Slight risk of miscarriage involved but less than 1%.
CVS: A test used to determine if the child has a birth defect or genetic disease such as : Down Syndrome, Sickle Cell, cystic fibrosis, or other birth defects/genetic diseases. (However, I dislike both terminologies).
How it is constructed: Small cell samples are taken from the placenta.
This test carries a higher risk for miscarriage than the amnio test does.
We were asked this question. I have a step-daughter who has Down Syndrome. My hubby has 2-3 cousins with Down Syndrome as well (all brothers and sisters). I have a cousin with Williamson's Disease (much like Downs), a little sister who is mentally challenged (due to the umbilical chord being wrapped around her throat, causing lack of oxygen), and a great cousin with Autism. ADD and ADHD also run in my family but the tests cannot determine Autism or ADD/ADHD.
Did I have this test done? No? Why did I refuse?

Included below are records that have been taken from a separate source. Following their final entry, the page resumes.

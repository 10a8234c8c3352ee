//! Common test utilities for waypoint integration tests.
//!
//! Provides `TestEnv` for isolated test environments that don't pollute
//! the user's `~/.local/share/waypoint/` directory.

#![allow(dead_code)]

use assert_cmd::Command;
pub use tempfile::TempDir;

/// A test environment with isolated data storage.
///
/// Each `TestEnv` creates a temporary directory that acts as the waypoint
/// data base (via the `WP_DATA_DIR` env var). The `wp()` method returns a
/// `Command` that sets the variable per-invocation, making tests
/// parallel-safe.
pub struct TestEnv {
    pub data_dir: TempDir,
}

impl TestEnv {
    /// Create a new test environment with an isolated data directory.
    pub fn new() -> Self {
        Self {
            data_dir: TempDir::new().unwrap(),
        }
    }

    /// Create a new test environment and initialize the default profile.
    pub fn init() -> Self {
        let env = Self::new();
        env.wp().arg("init").assert().success();
        env
    }

    /// Get a Command for the wp binary with an isolated data directory.
    ///
    /// Sets `WP_DATA_DIR` per-command for parallel safety.
    pub fn wp(&self) -> Command {
        let mut cmd = Command::new(env!("CARGO_BIN_EXE_wp"));
        cmd.env("WP_DATA_DIR", self.data_dir.path());
        // Keep the host's system config and credentials out of tests
        cmd.env("WP_CONFIG_DIR", self.data_dir.path().join("system-config"));
        cmd.env_remove("WP_API_TOKEN");
        cmd.env_remove("WP_PROFILE");
        cmd
    }

    /// Get the path to the base data directory.
    pub fn data_path(&self) -> &std::path::Path {
        self.data_dir.path()
    }

    /// Get the path to the default profile's data directory.
    pub fn profile_path(&self) -> std::path::PathBuf {
        self.data_dir
            .path()
            .join(waypoint::store::profile_hash("default"))
    }

    /// Parse a command's stdout as JSON.
    pub fn json(output: &[u8]) -> serde_json::Value {
        serde_json::from_slice(output).expect("Failed to parse JSON output")
    }
}

impl Default for TestEnv {
    fn default() -> Self {
        Self::new()
    }
}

The doctor asked me several times if I wanted the test, but I declined. Even with the slight chance of miscarriage, it wasn't a risk I felt comfortable taking. This is in no way trying to persuade mothers to do as I did. I have loved ones who are mentally challenged, and it doesn't bother me. If my child ended up with Downs, I would love my child the same. I also didn't want to spend my entire pregnancy worried (if I did find out they had a genetic illness) about my child, thus stressing out--as if I weren't already stressed enough.

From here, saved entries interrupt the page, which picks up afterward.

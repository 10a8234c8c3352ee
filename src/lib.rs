//! Waypoint - a local-first learning progress tracker.
//!
//! This library provides the core functionality for the `wp` CLI tool:
//! a validated local record store, a best-effort remote sync client, and
//! the progress facade that composes the two.

pub mod action_log;
pub mod cli;
pub mod commands;
pub mod config;
pub mod migrate;
pub mod models;
pub mod progress;
pub mod remote;
pub mod store;

/// Test utilities for isolated test environments.
#[cfg(test)]
pub(crate) mod test_utils {
    use std::path::Path;
    use tempfile::TempDir;

    use crate::store::Store;

    /// Test environment with an isolated data directory.
    ///
    /// Every unit test that touches the record store builds its own `TestEnv`
    /// and opens the store directly against the temp directory, so tests run
    /// in parallel without sharing state.
    pub struct TestEnv {
        /// Isolated data directory for this test
        pub data_dir: TempDir,
    }

    impl TestEnv {
        /// Create a new test environment with an isolated data directory.
        pub fn new() -> Self {
            Self {
                data_dir: TempDir::new().unwrap(),
            }
        }

        /// Get the path to the isolated data directory.
        pub fn data_path(&self) -> &Path {
            self.data_dir.path()
        }

        /// Initialize a store rooted at this test environment.
        pub fn init_store(&self) -> Store {
            Store::init(self.data_path()).unwrap()
        }

        /// Open a previously initialized store.
        pub fn open_store(&self) -> Store {
            Store::open(self.data_path()).unwrap()
        }
    }

    impl Default for TestEnv {
        fn default() -> Self {
            Self::new()
        }
    }
}

/// Library-level error type for Waypoint operations.
#[derive(Debug, thiserror::Error)]
pub enum Error {
    #[error("IO error: {0}")]
    Io(#[from] std::io::Error),

    #[error("JSON error: {0}")]
    Json(#[from] serde_json::Error),

    #[error("Not initialized: run `wp init` first")]
    NotInitialized,

    #[error("Invalid input: {0}")]
    InvalidInput(String),

    #[error("Sync error: {0}")]
    Sync(String),

    #[error("{0}")]
    Other(String),
}

/// Result type alias for Waypoint operations.
pub type Result<T> = std::result::Result<T, Error>;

My son was born with a narrow heart valve near his aorta. It connects the pulmonary valve and the pulmonary artery. Right now, it is not a major concern. It is just being monitored. It caused a lot of fatigue when he was a few months younger, thus placing him behind on a lot of motor skills--to which he is catching up rather quickly. Praise God. He also has webbed fingers. Two fingers on each of his hand are fused together. he cannot separate them but has mobility with both. He will be having surgery on his hands soon.
We weren't aware of these conditions until after birth. Do I regret not doing the tests? Not at all. My little boy is here. He is perfect, and I wouldn't change anything about him nor would I my daughter.
If you feel you need to get the test done, than go with your instincts.